Real test data from RunPod H200 GPU instances across 31 global regions. Every figure independently verifiable via nvidia-smi telemetry.
Platform: RunPod · Hardware: NVIDIA H200 · Regions: 31 global · Measurement: nvidia-smi · Interval: 1 second
Important context: The 89% figure applies to idle/dormant intervals only — not the full duty cycle average. At 50% GPU utilization (typical enterprise), approximately half of all GPU-hours are idle.

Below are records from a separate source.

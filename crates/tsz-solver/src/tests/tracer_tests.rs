use super::*;

/// Test that FastTracer returns correct boolean results
#[test]
fn test_fast_tracer_boolean() {
    let interner = TypeInterner::new();
    let mut checker = TracerSubtypeChecker::new(&interner);

    // Same type - use built-in constants
    let string_type = TypeId::STRING;
    let mut fast = FastTracer;
    assert!(checker.check_subtype_with_tracer(string_type, string_type, &mut fast));

    // Subtype relationship
    let any_type = TypeId::ANY;
    let mut fast = FastTracer;
    assert!(checker.check_subtype_with_tracer(string_type, any_type, &mut fast));

    // Not a subtype
    let number_type = TypeId::NUMBER;
    let mut fast = FastTracer;
    assert!(!checker.check_subtype_with_tracer(string_type, number_type, &mut fast));
}

/// Test that DiagnosticTracer collects failure reasons
#[test]
fn test_diagnostic_tracer_collects_reasons() {
    let interner = TypeInterner::new();
    let mut checker = TracerSubtypeChecker::new(&interner);

    let string_type = TypeId::STRING;
    let number_type = TypeId::NUMBER;

    let mut diag = DiagnosticTracer::new();
    checker.check_subtype_with_tracer(string_type, number_type, &mut diag);

    assert!(diag.has_failure());
    let failure = diag.take_failure();
    assert!(failure.is_some());

    match failure {
        Some(SubtypeFailureReason::TypeMismatch {
            source_type,
            target_type,
        }) => {
            assert_eq!(source_type, string_type);
            assert_eq!(target_type, number_type);
        }
        _ => panic!("Expected TypeMismatch failure"),
    }
}

/// Test that union target checking works correctly
#[test]
fn test_union_target_tracer() {
    let interner = TypeInterner::new();
    let mut checker = TracerSubtypeChecker::new(&interner);

    // string | number
    let string_type = TypeId::STRING;
    let number_type = TypeId::NUMBER;
    let union_type = interner.union(vec![string_type, number_type]);

    // string <: string | number (should pass)
    let mut fast = FastTracer;
    assert!(checker.check_subtype_with_tracer(string_type, union_type, &mut fast));

    // boolean <: string | number (should fail)
    let bool_type = TypeId::BOOLEAN;
    let mut diag = DiagnosticTracer::new();
    assert!(!checker.check_subtype_with_tracer(bool_type, union_type, &mut diag));
    assert!(diag.has_failure());
}

/// Test that function type checking works
#[test]
fn test_function_tracer() {
    let interner = TypeInterner::new();
    let mut checker = TracerSubtypeChecker::new(&interner).with_strict_function_types(true);

    // (x: string) => number
    let string_type = TypeId::STRING;
    let number_type = TypeId::NUMBER;

    let func1 = FunctionShape {
        params: vec![ParamInfo {
            name: None,
            type_id: string_type,
            optional: false,
            rest: false,
        }],
        return_type: number_type,
        type_params: Vec::new(),
        this_type: None,
        type_predicate: None,
        is_constructor: false,
        is_method: false,
    };
    let func1_id = interner.function(func1.clone());

    // (x: string) => number (same type)
    let func2_id = interner.function(func1);

    // Same function type should be compatible
    let mut fast = FastTracer;
    assert!(checker.check_subtype_with_tracer(func1_id, func2_id, &mut fast));
}

/// Benchmark: Compare FastTracer vs direct boolean check
#[test]
fn benchmark_fast_tracer() {
    let interner = TypeInterner::new();
    let mut checker = TracerSubtypeChecker::new(&interner);

    let string_type = TypeId::STRING;
    let number_type = TypeId::NUMBER;

    // Warm up
    let mut fast = FastTracer;
    for _ in 0..1000 {
        let _ = checker.check_subtype_with_tracer(string_type, number_type, &mut fast);
    }

    // Measure FastTracer performance
    let start = std::time::Instant::now();
    let iterations = 100_000;
    for _ in 0..iterations {
        let mut fast = FastTracer;
        let _ = checker.check_subtype_with_tracer(string_type, number_type, &mut fast);
    }
    let fast_duration = start.elapsed();

    // FastTracer should be very fast (millions of checks per second)
    let checks_per_second = iterations as f64 / fast_duration.as_secs_f64();
    println!("FastTracer: {:.2} checks/second", checks_per_second);

    // We expect at least 100k checks/second even in debug mode
    // In release mode, this should be millions
    assert!(
        checks_per_second > 10_000.0,
        "FastTracer too slow: {:.2} checks/sec",
        checks_per_second
    );
}

/// Test that DiagnosticTracer has the same logic as FastTracer
#[test]
fn test_tracer_logic_consistency() {
    let interner = TypeInterner::new();
    let mut checker = TracerSubtypeChecker::new(&interner);

    // Test various type pairs using built-in constants
    let test_cases = vec![
        (TypeId::STRING, TypeId::STRING, true),
        (TypeId::STRING, TypeId::NUMBER, false),
        (TypeId::NUMBER, TypeId::ANY, true),
        (TypeId::NEVER, TypeId::STRING, true),
        (TypeId::STRING, TypeId::NEVER, false),
        (TypeId::ANY, TypeId::NEVER, false),
    ];

    for (source, target, expected) in test_cases {
        // FastTracer
        let mut fast = FastTracer;
        let fast_result = checker.check_subtype_with_tracer(source, target, &mut fast);

        // DiagnosticTracer
        let mut diag = DiagnosticTracer::new();
        let diag_result = checker.check_subtype_with_tracer(source, target, &mut diag);

        // Both should give the same boolean result
        assert_eq!(
            fast_result, expected,
            "FastTracer failed for ({:?} <: {:?})",
            source, target
        );
        assert_eq!(
            diag_result, expected,
            "DiagnosticTracer failed for ({:?} <: {:?})",
            source, target
        );
        assert_eq!(
            fast_result, diag_result,
            "Tracer results differ for ({:?} <: {:?})",
            source, target
        );
    }
}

Layer 1 captures all of that idle waste.
Mixed enterprise workload profile · Exact + semantic cache combined hit rate: 66.6%
| Request Type | % of Requests | GPU Power | Contribution |
|---|---|---|---|
| Exact cache hit | 51.4% | 0W | 0W |
| Semantic cache hit | 15.2% | 0W | 0W |
| Cache miss → 7B model | 26.0% | 200W | 52W avg |
| Cache miss → 13B model | 5.0% | 350W | 18W avg |
| Cache miss → 70B model | 2.3% | 700W | 16W avg |
| Weighted Average | 100% | 86W | 87% vs 650W baseline |
| Layer | Mechanism | Savings | Measurement Basis |
|---|---|---|---|
| 1 — Idle States | Predictive power scheduling | 89% | 700W → 75W · H200 validated |
| 2 — Inference | Semantic cache + ML routing | 87% | 650W → 86W · V2.0 formula |
| 3 — Total Facility | Combined IT + cooling effect | ~51% | 80% cache hit · PUE 1.6 |